On Wednesday, March 31st, 2021, the ‘Mercredi de Réflexion’ focused on the future of agriculture in the Latin American and Caribbean (LAC) region, the pandemic’s impact on the Haitian Agricultural sector, and the opportunities that lay ahead. Dr. Michael Morris from the World Bank, Mr. Pierre Karly Jean Jeune from the Haitian Ministry of Agriculture, Dr. Gael Pressoir from Quisqueya University, and Mr. Carl Dejoie participated in the event as panelists. The event was moderated by Mr. Kesner Pharel and attended online by more than 120 national and international guests.
The agricultural sector in Haiti is key but has been underperforming.
Agriculture plays an essential role in the Haitian economy. It accounts for more than 20% of the country’s gross domestic product (GDP) and constitutes the primary revenue source and employment, particularly in rural areas. Approximately 50% of the Haitian population is employed in the sector. Agriculture is also vital for food security and nutrition among Haitian households.
Productivity levels in Haiti for the sector are among the lowest in the world. Agricultural productivity in Haiti is low and has seen little growth in the past 50 years. Although the reasons for this disappointing performance are complex, some of the productivity constraints include poor rural infrastructure, insecure land tenure, lack of investment and access to technology, poorly developed input and output markets, and frequent and severe climatic shocks.
The COVID-19 pandemic has taken a toll on the sector. The pandemic and the subsequent economic crisis have left Haitian agricultural households with less access to means of production (capital, credit, etc.) and even more limited governmental assistance than usual. Further, due to the mobility restrictions and the closure of major ports, Haitian farmers have met increased challenges in selling their products to local and international markets. These restrictions had serious impacts on food supply and the country’s food security condition, which was already precarious before the pandemic. So, what can be done to alleviate this crisis?
Technological innovation and targeted policies could radically change the sector’s trajectory going forward.
Recent research at the University of Quisqueya in Haiti, mostly funded by IDB, suggests that it could be possible to double agricultural production in the country in the short run with a limited number of innovations and adapted mechanization. However, these practices must be accompanied by strong policies and incentives that support applied research and development and better regulate the agricultural and agro-industrial sectors.
Possible actions that can be taken to unleash the region’s agricultural and food systems’ vast potential are also highlighted in the World Bank’s latest report, “Future foodscapes: Re-imagining agriculture in Latin American and the Caribbean”. Drawing from this report, in the context of Haiti, policymakers should focus on the modernization of agro-logistics infrastructure- including post-harvest infrastructure – to reduce food loss. Another high priority area is the deepening of financial markets in rural areas. A modernization of the land administration systems would also have significant impact on the performance of the sector, given the uncertainty and disincentive to invest that are related to land insecurity in the country.
With the goal of revamping agriculture and boost productivity post-COVID-19, the government of Haiti is rolling out some key policy initiatives to support the sector.
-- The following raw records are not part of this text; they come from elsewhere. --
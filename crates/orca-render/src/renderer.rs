//! Renderer abstraction.
//!
//! There is no GPU API behind [`QueueRenderer`]: it enforces the frame lifecycle, records draw
//! calls and reports what a frame would have submitted. Real graphics backends implement
//! [`Renderer`] on top of the same contract.

use std::fmt;

use orca_shader::ShaderTarget;
use tracing::{debug, warn};

use crate::error::RenderError;
use crate::mesh::{Mesh, Transform};
use crate::shader_library::ShaderProgram;

/// Opaque native window handle supplied by the platform layer.
#[derive(Debug, Clone, Copy, PartialEq, Eq, Hash)]
pub struct WindowHandle(pub u64);

impl WindowHandle {
    pub fn is_null(self) -> bool {
        self.0 == 0
    }
}

#[derive(Debug, Clone, Copy, PartialEq, Eq, Hash)]
pub enum RenderBackend {
    OpenGl,
    Direct3D11,
    Vulkan,
    Metal,
}

impl RenderBackend {
    /// Dialect programs must be transpiled to before this backend can draw them.
    pub fn shader_target(self) -> ShaderTarget {
        match self {
            RenderBackend::OpenGl => ShaderTarget::Glsl,
            RenderBackend::Direct3D11 => ShaderTarget::Hlsl,
            RenderBackend::Vulkan => ShaderTarget::Vulkan,
            RenderBackend::Metal => ShaderTarget::Metal,
        }
    }
}

impl fmt::Display for RenderBackend {
    fn fmt(&self, f: &mut fmt::Formatter<'_>) -> fmt::Result {
        f.write_str(match self {
            RenderBackend::OpenGl => "OpenGL",
            RenderBackend::Direct3D11 => "Direct3D 11",
            RenderBackend::Vulkan => "Vulkan",
            RenderBackend::Metal => "Metal",
        })
    }
}

pub trait Renderer {
    fn initialize(&mut self, window: WindowHandle) -> Result<(), RenderError>;
    fn shutdown(&mut self) -> Result<(), RenderError>;
    fn begin_frame(&mut self) -> Result<(), RenderError>;
    /// Submits every draw queued since the last call.
    fn render(&mut self) -> Result<(), RenderError>;
    fn end_frame(&mut self) -> Result<(), RenderError>;
    fn draw_mesh(
        &mut self,
        mesh: &Mesh,
        program: &ShaderProgram,
        transform: &Transform,
    ) -> Result<(), RenderError>;
}

#[derive(Debug, Clone, Copy, PartialEq, Eq)]
pub enum FrameState {
    Uninitialized,
    Idle,
    InFrame,
}

impl fmt::Display for FrameState {
    fn fmt(&self, f: &mut fmt::Formatter<'_>) -> fmt::Result {
        f.write_str(match self {
            FrameState::Uninitialized => "uninitialized",
            FrameState::Idle => "idle",
            FrameState::InFrame => "in a frame",
        })
    }
}

#[derive(Debug, Clone)]
pub struct RenderCommand {
    pub mesh: Mesh,
    pub program: ShaderProgram,
    pub transform: Transform,
}

/// Totals submitted by [`Renderer::render`] over one frame.
#[derive(Debug, Clone, Copy, Default, PartialEq, Eq)]
pub struct FrameStats {
    pub commands: usize,
    pub vertices: usize,
    pub indices: usize,
}

impl FrameStats {
    fn record(&mut self, cmd: &RenderCommand) {
        self.commands += 1;
        self.vertices += cmd.mesh.vertices.len();
        self.indices += cmd.mesh.indices.len();
    }
}

#[derive(Debug)]
pub struct QueueRenderer {
    backend: RenderBackend,
    state: FrameState,
    window: Option<WindowHandle>,
    queue: Vec<RenderCommand>,
    current: FrameStats,
    last_frame: Option<FrameStats>,
    frames: u64,
}

impl QueueRenderer {
    pub fn new(backend: RenderBackend) -> Self {
        Self {
            backend,
            state: FrameState::Uninitialized,
            window: None,
            queue: Vec::new(),
            current: FrameStats::default(),
            last_frame: None,
            frames: 0,
        }
    }

    pub fn backend(&self) -> RenderBackend {
        self.backend
    }

    pub fn state(&self) -> FrameState {
        self.state
    }

    pub fn window(&self) -> Option<WindowHandle> {
        self.window
    }

    /// Draws queued but not yet rendered.
    pub fn pending(&self) -> &[RenderCommand] {
        &self.queue
    }

    /// Stats of the most recently ended frame.
    pub fn last_frame_stats(&self) -> Option<FrameStats> {
        self.last_frame
    }

    pub fn frames_completed(&self) -> u64 {
        self.frames
    }

    fn expect_state(
        &self,
        expected: FrameState,
        operation: &'static str,
    ) -> Result<(), RenderError> {
        if self.state != expected {
            return Err(RenderError::InvalidState {
                operation,
                state: self.state,
            });
        }
        Ok(())
    }
}

impl Renderer for QueueRenderer {
    fn initialize(&mut self, window: WindowHandle) -> Result<(), RenderError> {
        self.expect_state(FrameState::Uninitialized, "initialize")?;
        if window.is_null() {
            return Err(RenderError::NullWindow);
        }
        self.window = Some(window);
        self.state = FrameState::Idle;
        debug!(backend = %self.backend, "renderer initialized");
        Ok(())
    }

    fn shutdown(&mut self) -> Result<(), RenderError> {
        if self.state == FrameState::Uninitialized {
            return Ok(());
        }
        if !self.queue.is_empty() {
            warn!(dropped = self.queue.len(), "renderer shut down with queued draws");
        }
        self.queue.clear();
        self.current = FrameStats::default();
        self.window = None;
        self.state = FrameState::Uninitialized;
        debug!(backend = %self.backend, "renderer shut down");
        Ok(())
    }

    fn begin_frame(&mut self) -> Result<(), RenderError> {
        self.expect_state(FrameState::Idle, "begin a frame")?;
        self.current = FrameStats::default();
        self.state = FrameState::InFrame;
        Ok(())
    }

    fn render(&mut self) -> Result<(), RenderError> {
        self.expect_state(FrameState::InFrame, "render")?;
        for cmd in self.queue.drain(..) {
            self.current.record(&cmd);
        }
        Ok(())
    }

    fn end_frame(&mut self) -> Result<(), RenderError> {
        self.expect_state(FrameState::InFrame, "end a frame")?;
        if !self.queue.is_empty() {
            warn!(dropped = self.queue.len(), "frame ended with unrendered draws");
            self.queue.clear();
        }
        self.last_frame = Some(self.current);
        self.frames += 1;
        self.state = FrameState::Idle;
        Ok(())
    }

    fn draw_mesh(
        &mut self,
        mesh: &Mesh,
        program: &ShaderProgram,
        transform: &Transform,
    ) -> Result<(), RenderError> {
        self.expect_state(FrameState::InFrame, "draw")?;
        let expected = self.backend.shader_target();
        if program.target != expected {
            return Err(RenderError::TargetMismatch {
                backend: self.backend,
                expected,
                found: program.target,
            });
        }
        if let Some(index) = mesh.first_invalid_index() {
            return Err(RenderError::IndexOutOfRange {
                index,
                vertices: mesh.vertices.len(),
            });
        }
        self.queue.push(RenderCommand {
            mesh: mesh.clone(),
            program: program.clone(),
            transform: *transform,
        });
        Ok(())
    }
}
The Ministry of Agriculture, Natural Resources, and Rural Development has released a strategic plan to help mitigate the impact of the pandemic on the agricultural sector. Also, some specific project funds have been reoriented in 2020 to support the production of short-cycle crops to meet the country’s immediate food demand during the pandemic. Within the context of the Government post-COVID-19 Economic Reactivation Plan (PREPOC in French) 2020-2023, the government also plans to prioritize a transformation of agriculture and boosting of agricultural productivity. A total of US$317.8 million (7% of the total envelope) is allocated to the agricultural sector through the PREPOC.
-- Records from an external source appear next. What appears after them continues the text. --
use std::ffi::OsStr;

use tracing::warn;

use super::spirv::SpirvFinalizer;
use super::Finalizer;
use crate::error::TranspileError;
use crate::toolchain::{Tool, ToolchainConfig, INPUT_SPV, OUTPUT_METAL};
use crate::types::{ShaderStage, ShaderTarget, TranspilationResult};

/// MSL cross-compiled by `spirv-cross` from the module the Vulkan path produces.
///
/// Both steps share one scratch directory. Unlike the Vulkan target on its own, a failed SPIR-V
/// compile is a hard failure here: there is no module to cross-compile.
#[derive(Debug, Clone, Copy, Default)]
pub struct MetalFinalizer;

impl MetalFinalizer {
    fn cross_compile(
        &self,
        source: &str,
        stage: ShaderStage,
        toolchain: &ToolchainConfig,
    ) -> Result<String, TranspileError> {
        let scratch = toolchain.scratch()?;
        SpirvFinalizer.compile_in(&scratch, source, stage, toolchain)?;

        let spv = scratch.file(INPUT_SPV);
        let metal = scratch.file(OUTPUT_METAL);
        toolchain.run_tool(
            Tool::SpirvCross,
            [
                OsStr::new("--msl"),
                spv.as_os_str(),
                OsStr::new("--output"),
                metal.as_os_str(),
            ],
        )?;
        scratch.read_to_string(OUTPUT_METAL)
    }
}

impl Finalizer for MetalFinalizer {
    fn target(&self) -> ShaderTarget {
        ShaderTarget::Metal
    }

    fn finalize(
        &self,
        source: &str,
        stage: ShaderStage,
        toolchain: &ToolchainConfig,
    ) -> TranspilationResult {
        match self.cross_compile(source, stage, toolchain) {
            Ok(msl) => TranspilationResult::with_advisory(
                msl,
                Vec::new(),
                "Metal transpilation succeeded",
            ),
            Err(err) => {
                warn!(%stage, error = %err, "Metal transpilation failed");
                TranspilationResult::failed(&err)
            }
        }
    }
}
The COVID-19 pandemic and its disruptive impact have highlighted the vulnerability of the agricultural sector. Business as usual is no longer an option, but the pandemic and its related crisis offer the opportunity for deep change. New prospects for the sector’s trajectory should be defined and led by Haitian policymakers, in partnership with academics, civil society, and international organizations. Together, these actors should explore effective responses as the ones outlined during the ‘Mercredi de Réflexion’. They would therefore address the diverse challenges and jointly seek to achieve the end goal of promoting a more efficient and sustainable food system in Haiti, with the main objective of guaranteeing food security to its citizens.